Quando acorda e vê que está sol, ela gosta de tomar o pequeno-almoço com as persianas abertas a ver passar gente e a ver passar vidas.

Mas ela também não se importa que estejam dias chuvosos desde que não tenha de sair de casa e possa enroscar-se no sofá a ler livros e a deixar-se empurrar para o estado de dormência (estado encoberto, como o tempo lá fora).

Ela gosta quando vê velhinhos de mão dada, a cochicharem sobre uma história só sua.

Ela faz coisas estranhas como passear-se sozinha pelos supermercados a fingir que é adulta ou comer croissants de chocolate depois de um teste que correu mal.

Ela gosta que lhe perguntem qual é o seu tipo de música favorita e de descobrir pessoas que estão a ler o mesmo livro.
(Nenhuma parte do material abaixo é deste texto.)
use crate::domain::extraction::{DataExtraction, ExtractionFilter, NewDataExtraction};
use crate::domain::pagination::{Page, Pagination};
use crate::error::{Result, StoreError};
use crate::storage::parse_uuid;
use chrono::NaiveDate;
use sqlx::types::Json;
use sqlx::{Executor, QueryBuilder, Sqlite, SqlitePool};
use uuid::Uuid;

pub(crate) const COLUMNS: &str =
    "de.id, de.title, de.summary, de.date, de.tags, de.pros, de.cons, de.authors";

#[derive(Debug, sqlx::FromRow)]
pub(crate) struct ExtractionRow {
    id: String,
    title: String,
    summary: String,
    date: NaiveDate,
    tags: Json<Vec<String>>,
    pros: Json<Vec<String>>,
    cons: Json<Vec<String>>,
    authors: Json<Vec<String>>,
}

impl TryFrom<ExtractionRow> for DataExtraction {
    type Error = StoreError;

    fn try_from(row: ExtractionRow) -> Result<Self> {
        Ok(Self {
            id: parse_uuid("data_extraction_responses.id", &row.id)?,
            title: row.title,
            summary: row.summary,
            date: row.date,
            tags: row.tags.0,
            pros: row.pros.0,
            cons: row.cons.0,
            authors: row.authors.0,
        })
    }
}

/// Appends a WHERE clause over the `de` alias. Every value is bound, never interpolated.
pub(crate) fn push_filter(qb: &mut QueryBuilder<'_, Sqlite>, filter: &ExtractionFilter) {
    qb.push(" WHERE 1 = 1");

    if !filter.tags.is_empty() {
        qb.push(" AND EXISTS (SELECT 1 FROM json_each(de.tags) AS ft WHERE ft.value IN (");
        {
            let mut values = qb.separated(", ");
            for tag in &filter.tags {
                values.push_bind(tag.clone());
            }
        }
        qb.push("))");
    }
    if let Some(start) = filter.start_date {
        qb.push(" AND de.date >= ").push_bind(start);
    }
    if let Some(end) = filter.end_date {
        qb.push(" AND de.date <= ").push_bind(end);
    }
}

/// Takes any executor so callers can insert inside their own transaction.
pub async fn insert<'e, E>(executor: E, new: &NewDataExtraction) -> Result<DataExtraction>
where
    E: Executor<'e, Database = Sqlite>,
{
    let id = Uuid::new_v4();

    let row = sqlx::query_as::<_, ExtractionRow>(
        "INSERT INTO data_extraction_responses (id, title, summary, date, tags, pros, cons, authors) \
         VALUES (?, ?, ?, ?, ?, ?, ?, ?) \
         RETURNING id, title, summary, date, tags, pros, cons, authors",
    )
    .bind(id.to_string())
    .bind(&new.title)
    .bind(&new.summary)
    .bind(new.date)
    .bind(Json(&new.tags))
    .bind(Json(&new.pros))
    .bind(Json(&new.cons))
    .bind(Json(&new.authors))
    .fetch_one(executor)
    .await?;

    let extraction = DataExtraction::try_from(row)?;
    tracing::debug!(id = %extraction.id, date = %extraction.date, "inserted data extraction");
    Ok(extraction)
}

pub async fn get(pool: &SqlitePool, id: Uuid) -> Result<Option<DataExtraction>> {
    let row = sqlx::query_as::<_, ExtractionRow>(&format!(
        "SELECT {COLUMNS} FROM data_extraction_responses de WHERE de.id = ?"
    ))
    .bind(id.to_string())
    .fetch_optional(pool)
    .await?;

    row.map(DataExtraction::try_from).transpose()
}

pub async fn exists(pool: &SqlitePool, id: Uuid) -> Result<bool> {
    let found: Option<i64> =
        sqlx::query_scalar("SELECT 1 FROM data_extraction_responses WHERE id = ?")
            .bind(id.to_string())
            .fetch_optional(pool)
            .await?;
    Ok(found.is_some())
}

/// Newest first, then by title.
pub async fn list(
    pool: &SqlitePool,
    filter: &ExtractionFilter,
    pagination: Pagination,
) -> Result<Page<DataExtraction>> {
    let mut count = QueryBuilder::<Sqlite>::new("SELECT COUNT(*) FROM data_extraction_responses de");
    push_filter(&mut count, filter);
    let total: i64 = count.build_query_scalar().fetch_one(pool).await?;

    let mut qb = QueryBuilder::<Sqlite>::new(format!(
        "SELECT {COLUMNS} FROM data_extraction_responses de"
    ));
    push_filter(&mut qb, filter);
    qb.push(" ORDER BY de.date DESC, de.title ASC, de.id ASC LIMIT ")
        .push_bind(pagination.limit)
        .push(" OFFSET ")
        .push_bind(pagination.offset);

    let rows = qb.build_query_as::<ExtractionRow>().fetch_all(pool).await?;
    let items = rows
        .into_iter()
        .map(DataExtraction::try_from)
        .collect::<Result<Vec<_>>>()?;

    Ok(Page::new(total, pagination, items))
}

/// Unpaginated variant used by the dashboard.
pub async fn list_matching(pool: &SqlitePool, filter: &ExtractionFilter) -> Result<Vec<DataExtraction>> {
    let mut qb = QueryBuilder::<Sqlite>::new(format!(
        "SELECT {COLUMNS} FROM data_extraction_responses de"
    ));
    push_filter(&mut qb, filter);
    qb.push(" ORDER BY de.date DESC, de.title ASC, de.id ASC");

    qb.build_query_as::<ExtractionRow>()
        .fetch_all(pool)
        .await?
        .into_iter()
        .map(DataExtraction::try_from)
        .collect()
}

pub async fn count(pool: &SqlitePool) -> Result<i64> {
    let n = sqlx::query_scalar("SELECT COUNT(*) FROM data_extraction_responses")
        .fetch_one(pool)
        .await?;
    Ok(n)
}

/// Deletes the extraction; the engine cascades the delete to its trade ideas.
/// Returns `false` when no row had that id.
pub async fn delete(pool: &SqlitePool, id: Uuid) -> Result<bool> {
    let res = sqlx::query("DELETE FROM data_extraction_responses WHERE id = ?")
        .bind(id.to_string())
        .execute(pool)
        .await?;

    let deleted = res.rows_affected() > 0;
    if deleted {
        tracing::info!(%id, "deleted data extraction and its trade ideas");
    }
    Ok(deleted)
}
E gosta que a levem ao cinema e que fiquem indecisos se hão-de comprar pipocas doces ou salgadas.

Ela adormece em todas as viagens de autocarro, mas acorda invariavelmente a tempo da chegada (até ao dia em que se deixe ir, embalada pelo movimento do autocarro, até à última paragem).

 

E se me reconheço nestas bizarrias é só coincidência. Apesar dela não me ser estranha.